WHAT TO WORK ON:
Line by line, copy out the data that follows.

Stored data entries

/---

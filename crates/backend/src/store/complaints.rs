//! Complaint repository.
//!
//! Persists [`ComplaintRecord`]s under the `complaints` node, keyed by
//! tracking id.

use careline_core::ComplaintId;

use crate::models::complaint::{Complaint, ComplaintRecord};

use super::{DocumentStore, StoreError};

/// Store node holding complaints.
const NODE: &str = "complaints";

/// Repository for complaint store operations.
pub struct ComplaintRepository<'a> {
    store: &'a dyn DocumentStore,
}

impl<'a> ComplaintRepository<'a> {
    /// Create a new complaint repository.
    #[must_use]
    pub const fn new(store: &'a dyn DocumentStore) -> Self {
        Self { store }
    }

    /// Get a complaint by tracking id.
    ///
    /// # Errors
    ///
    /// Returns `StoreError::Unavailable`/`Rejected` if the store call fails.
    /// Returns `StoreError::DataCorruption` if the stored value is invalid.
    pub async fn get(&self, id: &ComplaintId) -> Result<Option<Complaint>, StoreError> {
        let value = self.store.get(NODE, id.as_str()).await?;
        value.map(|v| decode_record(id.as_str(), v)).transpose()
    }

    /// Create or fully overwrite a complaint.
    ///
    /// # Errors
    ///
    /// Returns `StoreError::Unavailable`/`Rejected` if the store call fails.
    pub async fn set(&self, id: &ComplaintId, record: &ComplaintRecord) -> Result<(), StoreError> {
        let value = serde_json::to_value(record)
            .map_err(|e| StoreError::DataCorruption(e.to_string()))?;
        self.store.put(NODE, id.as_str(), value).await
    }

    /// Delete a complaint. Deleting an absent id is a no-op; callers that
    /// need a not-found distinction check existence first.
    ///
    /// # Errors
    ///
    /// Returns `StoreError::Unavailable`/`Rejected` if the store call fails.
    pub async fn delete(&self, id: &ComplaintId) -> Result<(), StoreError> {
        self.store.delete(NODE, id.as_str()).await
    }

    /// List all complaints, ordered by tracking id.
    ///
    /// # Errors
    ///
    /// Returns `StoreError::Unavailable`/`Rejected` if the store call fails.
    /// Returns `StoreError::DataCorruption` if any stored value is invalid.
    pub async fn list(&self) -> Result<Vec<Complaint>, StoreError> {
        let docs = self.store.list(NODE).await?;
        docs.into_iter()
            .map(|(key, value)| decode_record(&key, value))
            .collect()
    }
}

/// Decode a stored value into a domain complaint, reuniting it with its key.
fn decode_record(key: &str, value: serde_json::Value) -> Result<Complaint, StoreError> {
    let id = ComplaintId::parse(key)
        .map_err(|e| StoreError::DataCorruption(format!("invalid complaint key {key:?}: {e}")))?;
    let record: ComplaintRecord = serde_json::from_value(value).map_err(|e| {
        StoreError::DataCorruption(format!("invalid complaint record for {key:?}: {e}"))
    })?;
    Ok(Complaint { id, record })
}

\---

WRITTEN SOLUTION:
filename crates/backend/src/store/complaints.rs
//! Complaint repository.
//!
//! Persists [`ComplaintRecord`]s under the `complaints` node, keyed by
//! tracking id.

use careline_core::ComplaintId;

use crate::models::complaint::{Complaint, ComplaintRecord};

use super::{DocumentStore, StoreError};

/// Store node holding complaints.
const NODE: &str = "complaints";

/// Repository for complaint store operations.
pub struct ComplaintRepository<'a> {
    store: &'a dyn DocumentStore,
}

impl<'a> ComplaintRepository<'a> {
    /// Create a new complaint repository.
    #[must_use]
    pub const fn new(store: &'a dyn DocumentStore) -> Self {
        Self { store }
    }

    /// Get a complaint by tracking id.
    ///
    /// # Errors
    ///
    /// Returns `StoreError::Unavailable`/`Rejected` if the store call fails.
    /// Returns `StoreError::DataCorruption` if the stored value is invalid.
    pub async fn get(&self, id: &ComplaintId) -> Result<Option<Complaint>, StoreError> {
        let value = self.store.get(NODE, id.as_str()).await?;
        value.map(|v| decode_record(id.as_str(), v)).transpose()
    }

    /// Create or fully overwrite a complaint.
    ///
    /// # Errors
    ///
    /// Returns `StoreError::Unavailable`/`Rejected` if the store call fails.
    pub async fn set(&self, id: &ComplaintId, record: &ComplaintRecord) -> Result<(), StoreError> {
        let value = serde_json::to_value(record)
            .map_err(|e| StoreError::DataCorruption(e.to_string()))?;
        self.store.put(NODE, id.as_str(), value).await
    }

    /// Delete a complaint. Deleting an absent id is a no-op; callers that
    /// need a not-found distinction check existence first.
    ///
    /// # Errors
    ///
    /// Returns `StoreError::Unavailable`/`Rejected` if the store call fails.
    pub async fn delete(&self, id: &ComplaintId) -> Result<(), StoreError> {
        self.store.delete(NODE, id.as_str()).await
    }

    /// List all complaints, ordered by tracking id.
    ///
    /// # Errors
    ///
    /// Returns `StoreError::Unavailable`/`Rejected` if the store call fails.
    /// Returns `StoreError::DataCorruption` if any stored value is invalid.
    pub async fn list(&self) -> Result<Vec<Complaint>, StoreError> {
        let docs = self.store.list(NODE).await?;
        docs.into_iter()
            .map(|(key, value)| decode_record(&key, value))
            .collect()
    }
}

/// Decode a stored value into a domain complaint, reuniting it with its key.
fn decode_record(key: &str, value: serde_json::Value) -> Result<Complaint, StoreError> {
    let id = ComplaintId::parse(key)
        .map_err(|e| StoreError::DataCorruption(format!("invalid complaint key {key:?}: {e}")))?;
    let record: ComplaintRecord = serde_json::from_value(value).map_err(|e| {
        StoreError::DataCorruption(format!("invalid complaint record for {key:?}: {e}"))
    })?;
    Ok(Complaint { id, record })
}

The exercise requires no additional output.